During the simulation, Jones noticed the differences between taking classes in-person, and participating in the Sprint online.
“I’m a hands-on, in-person, visual learner. So, for people like me who prefer being in front of the professor and feeling the comfort of the professor coming over to actually assist me with whatever questions I might have, I didn’t really get that,” she explained. “Instead, I emailed for three business days with the professors and colleagues that I was working with.”
For Kurt Everzt, this Sprint Week was more challenging than the one the cohort participated in during the fall because of the geographic separation.
“I would say that this one was inherently harder than the last one. I think it’s easier when it’s in-person to do anything. People are more focused, and it’s just easier to communicate. You can see everyone’s facial expressions,” he said.
However, he pointed out that in his experience in the workforce, it’s critical to know how to work virtually. He believes that participating in an online Sprint was valuable practice for his future job after graduation.
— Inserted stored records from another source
use ndarray::Array2;
use serde::{Deserialize, Serialize};

use crate::*;

/// Snapshot of everything a renderer needs, detached from the engine.
#[derive(Clone, Debug, PartialEq, Eq, Serialize, Deserialize)]
pub struct BoardView {
    pub size: Coord2,
    pub game_over: bool,
    pub cells: Array2<CellView>,
}

impl BoardView {
    pub fn from_board(board: &Board, game_over: bool) -> Self {
        let size = board.size();
        let mut cells = Array2::from_elem(size.to_nd_index(), CellView::Hidden);

        for (index, cell) in cells.iter_mut().enumerate() {
            *cell = board.view(index);
        }

        Self {
            size,
            game_over,
            cells,
        }
    }

    pub fn at(&self, coords: Coord2) -> CellView {
        self.cells[coords.to_nd_index()]
    }

    pub fn row(&self, y: Coord) -> impl Iterator<Item = CellView> + '_ {
        self.cells.row(y.into()).into_iter().copied()
    }
}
“I think it was a good experience because there are so many virtual jobs, and right now everybody practically is working virtually,” he said. “You’re going to work with people who you may just have a picture to the name. You’re absolutely going to have these online, less personal interactions, so it’s good to practice them here in a low-risk environment.”
Everzt thinks that despite the challenges of working remotely the cohort successfully executed the Sprint.
“People were really nervous about what to expect and how it was going to work, but I think that they did a really good job of adapting to the virtual environment,” he said.
Managing a fictitious crisis during an actual crisis
Sprint Week this spring took on a whole new meaning due to COVID-19. Students balanced participating in a crisis simulation while dealing with real-life upheaval.
“It did feel strange reacting to the Sprint Week staged crisis while a very real crisis was unfolding. There were moments during the Sprint where I felt frustrated to be spending so much time on a simulation when I could be working on a project my classmate and I were trying to get off the ground in response to Covid-19,” said Cara Simpson.
“However, since Sprint Week, as we continued to work on our Covid-19 response project, there have been several times where we realized how similar real life was to the simulation. It is easy to not take the simulation seriously on its own, but when parallels start to pop up with real life, it makes you realize how valuable conducting crisis simulations in business environments can be,” she said.
How a crisis can drive academic innovation
The successful adaptation of Sprint Week into a virtual format demonstrated how quickly the Mason School students and faculty members were able to adjust to sudden changes making the Sprint a highly memorable and valuable experience.
“Running the Sprint fully virtually with 110 students tested the limits of our technology and creativity, particularly for the staff who managed everything behind the scenes,” says Olver. “They did an incredible job, and I couldn’t be prouder. We learned a lot quickly, and I suspect much of what we learned will find its way into future academic experiences.”